Whenever a line in the data holds the string "type", pull that line out.

STORED DATA START

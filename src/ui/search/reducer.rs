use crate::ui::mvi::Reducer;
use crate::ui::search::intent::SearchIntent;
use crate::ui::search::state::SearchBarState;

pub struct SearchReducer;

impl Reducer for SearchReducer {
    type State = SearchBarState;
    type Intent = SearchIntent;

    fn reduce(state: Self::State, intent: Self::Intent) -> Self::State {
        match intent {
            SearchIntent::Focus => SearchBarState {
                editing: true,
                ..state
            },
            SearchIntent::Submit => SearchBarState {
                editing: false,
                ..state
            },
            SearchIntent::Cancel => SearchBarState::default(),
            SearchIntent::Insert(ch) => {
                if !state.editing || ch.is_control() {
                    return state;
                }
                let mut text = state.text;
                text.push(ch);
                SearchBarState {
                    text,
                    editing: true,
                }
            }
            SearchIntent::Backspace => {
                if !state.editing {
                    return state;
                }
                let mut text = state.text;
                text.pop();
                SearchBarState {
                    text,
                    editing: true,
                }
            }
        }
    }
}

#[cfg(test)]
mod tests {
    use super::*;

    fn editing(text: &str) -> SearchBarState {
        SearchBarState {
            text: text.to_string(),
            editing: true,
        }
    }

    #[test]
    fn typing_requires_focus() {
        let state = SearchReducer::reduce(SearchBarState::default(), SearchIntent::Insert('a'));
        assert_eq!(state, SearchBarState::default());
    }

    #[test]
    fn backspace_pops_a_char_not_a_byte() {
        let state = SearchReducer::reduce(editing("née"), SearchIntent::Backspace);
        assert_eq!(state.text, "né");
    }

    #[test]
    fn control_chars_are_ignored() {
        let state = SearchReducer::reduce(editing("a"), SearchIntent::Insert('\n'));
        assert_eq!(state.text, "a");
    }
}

STORED DATA END

PROBLEM SOLUTION =>
    type State = SearchBarState;
    type Intent = SearchIntent;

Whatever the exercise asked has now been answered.